Consider $$az^2+bz+c=0$$ where $$a,b,c$$ are all complex numbers. What is the condition (ie the relation between $$a,b,c$$) for which the given quadratic has both real roots?

I took the conjugate of the given equation to get $$\overline a\overline z^2+\overline b\overline z + \overline c=0$$ Now since we need $$z$$ to be real, $$z=\overline z$$. $$\Rightarrow \overline az^2+\overline bz + \overline c=0$$

So now I thought of comparing this equation with the original and notice that they both must be identical hence the ratio of the respective coefficients must be equal. $$\frac{a}{\overline a}=\frac{b}{\overline b}=\frac{c}{\overline c}$$ (This condition I obtained actually matched the answer I have however the source isn't very trustworthy)

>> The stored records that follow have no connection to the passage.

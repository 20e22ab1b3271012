use crate::{AppConfig, VerifyError};
use directories::ProjectDirs;
use std::fs;
use std::path::{Path, PathBuf};

const CONFIG_FILE_NAME: &str = "backupcheck.toml";

#[derive(Debug, Clone)]
pub struct LoadedConfig {
    pub config: AppConfig,
    pub path: PathBuf,
    pub exists: bool,
    pub portable: bool,
}

/// Load the configuration from the portable location next to the executable
/// if present, otherwise from the per-user config directory.
pub fn load_config() -> Result<LoadedConfig, VerifyError> {
    let (path, portable) = resolve_config_path()?;
    let mut loaded = read_config(path)?;
    loaded.portable = portable;
    Ok(loaded)
}

/// Load the configuration from an explicit file, which must exist.
pub fn load_config_from(path: &Path) -> Result<LoadedConfig, VerifyError> {
    if !path.is_file() {
        return Err(VerifyError::Config(format!(
            "Config file does not exist: {}",
            path.display()
        )));
    }
    read_config(path.to_path_buf())
}

fn read_config(path: PathBuf) -> Result<LoadedConfig, VerifyError> {
    let exists = path.exists();

    let config = if exists {
        let data = fs::read_to_string(&path)?;
        toml::from_str(&data)
            .map_err(|e| VerifyError::Config(format!("{}: {}", path.display(), e)))?
    } else {
        AppConfig::default()
    };

    Ok(LoadedConfig {
        config,
        path,
        exists,
        portable: false,
    })
}

fn resolve_config_path() -> Result<(PathBuf, bool), VerifyError> {
    if let Some(portable_path) = portable_config_path() {
        if portable_path.exists() {
            return Ok((portable_path, true));
        }
    }

    let dirs = ProjectDirs::from("", "backupcheck", "backupcheck")
        .ok_or_else(|| VerifyError::Config("Unable to determine config directory".to_string()))?;
    Ok((dirs.config_dir().join(CONFIG_FILE_NAME), false))
}

fn portable_config_path() -> Option<PathBuf> {
    std::env::current_exe()
        .ok()
        .and_then(|path| path.parent().map(|dir| dir.join(CONFIG_FILE_NAME)))
}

But here I got confused as to why we are applying condition for both roots common when what we want is for the roots to be real. Roots can be common but unreal. I don't even know how much of the results of quadratic with real coefficients carries over here. I can't even imagine a graph of this function so I'm just really confused as to what's even going on. Can someone help me in understanding this?

• You need it to be $a(z^2+b'z+c')$ where $z^2+b'z+c'$ has real coefficients and real roots. Sep 22 '20 at 18:03

I will assume that $$a\ne0$$. Then, if $$\beta =\dfrac{\,\overline b\,}{\overline a}$$ and $$\gamma=\dfrac{\,\overline c\,}{\overline a}$$, the roots of $$az^2+bz+c$$ are the roots of $$z^2+\beta z+\gamma$$. If these roots are $$r,s\in\Bbb R$$, then\begin{align}z^2+\beta z+\gamma&=(z-r)(z-s)\\&=z^2-(r+s)z+rs\end{align}and therefore $$\beta=-(r+s)$$ and $$\gamma=rs$$. In particular, $$\beta,\gamma\in\Bbb R$$.

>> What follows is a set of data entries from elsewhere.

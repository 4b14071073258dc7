//! Error conversion glue between layers.
//!
//! The domain layer must not depend on repository or service error types, so
//! the `From` implementations live here.

use crate::domain::types::TypeConstraintError;
use crate::repository::errors::RepositoryError;

impl From<TypeConstraintError> for RepositoryError {
    fn from(val: TypeConstraintError) -> Self {
        RepositoryError::ValidationError(val.to_string())
    }
}

#[cfg(feature = "server")]
mod server {
    use crate::forms::hobbies::HobbyFormError;
    use crate::services::errors::ServiceError;

    impl From<HobbyFormError> for ServiceError {
        fn from(val: HobbyFormError) -> Self {
            match val {
                HobbyFormError::Validation(message) => ServiceError::Validation(message),
                HobbyFormError::TypeConstraint(message) => ServiceError::Validation(message),
            }
        }
    }
}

Now, note that\begin{align}(r-s)^2&=\bigl(-(r+s)\bigr)^2-4rs\\&=\beta^2-4\gamma\end{align}and therefore we must have $$\beta^2-4\gamma\geqslant0$$. On the other hand, if indeed $$\beta,\gamma\in\Bbb R$$ and if $$\beta^2-4\gamma\geqslant0$$, it follows from the quadratic formula that the roots of $$z^2+\beta z+\gamma$$ are indeed real.

So, the roots of $$az^2+bz+c$$ are real if and only if$$\dfrac{\,\overline b\,}{\overline a},\dfrac{\,\overline c\,}{\overline a}\in\Bbb R\quad\text{and}\quad\left(\dfrac{\,\overline b\,}{\overline a}\right)^2-4\dfrac{\,\overline c\,}{\overline a}\geqslant0.$$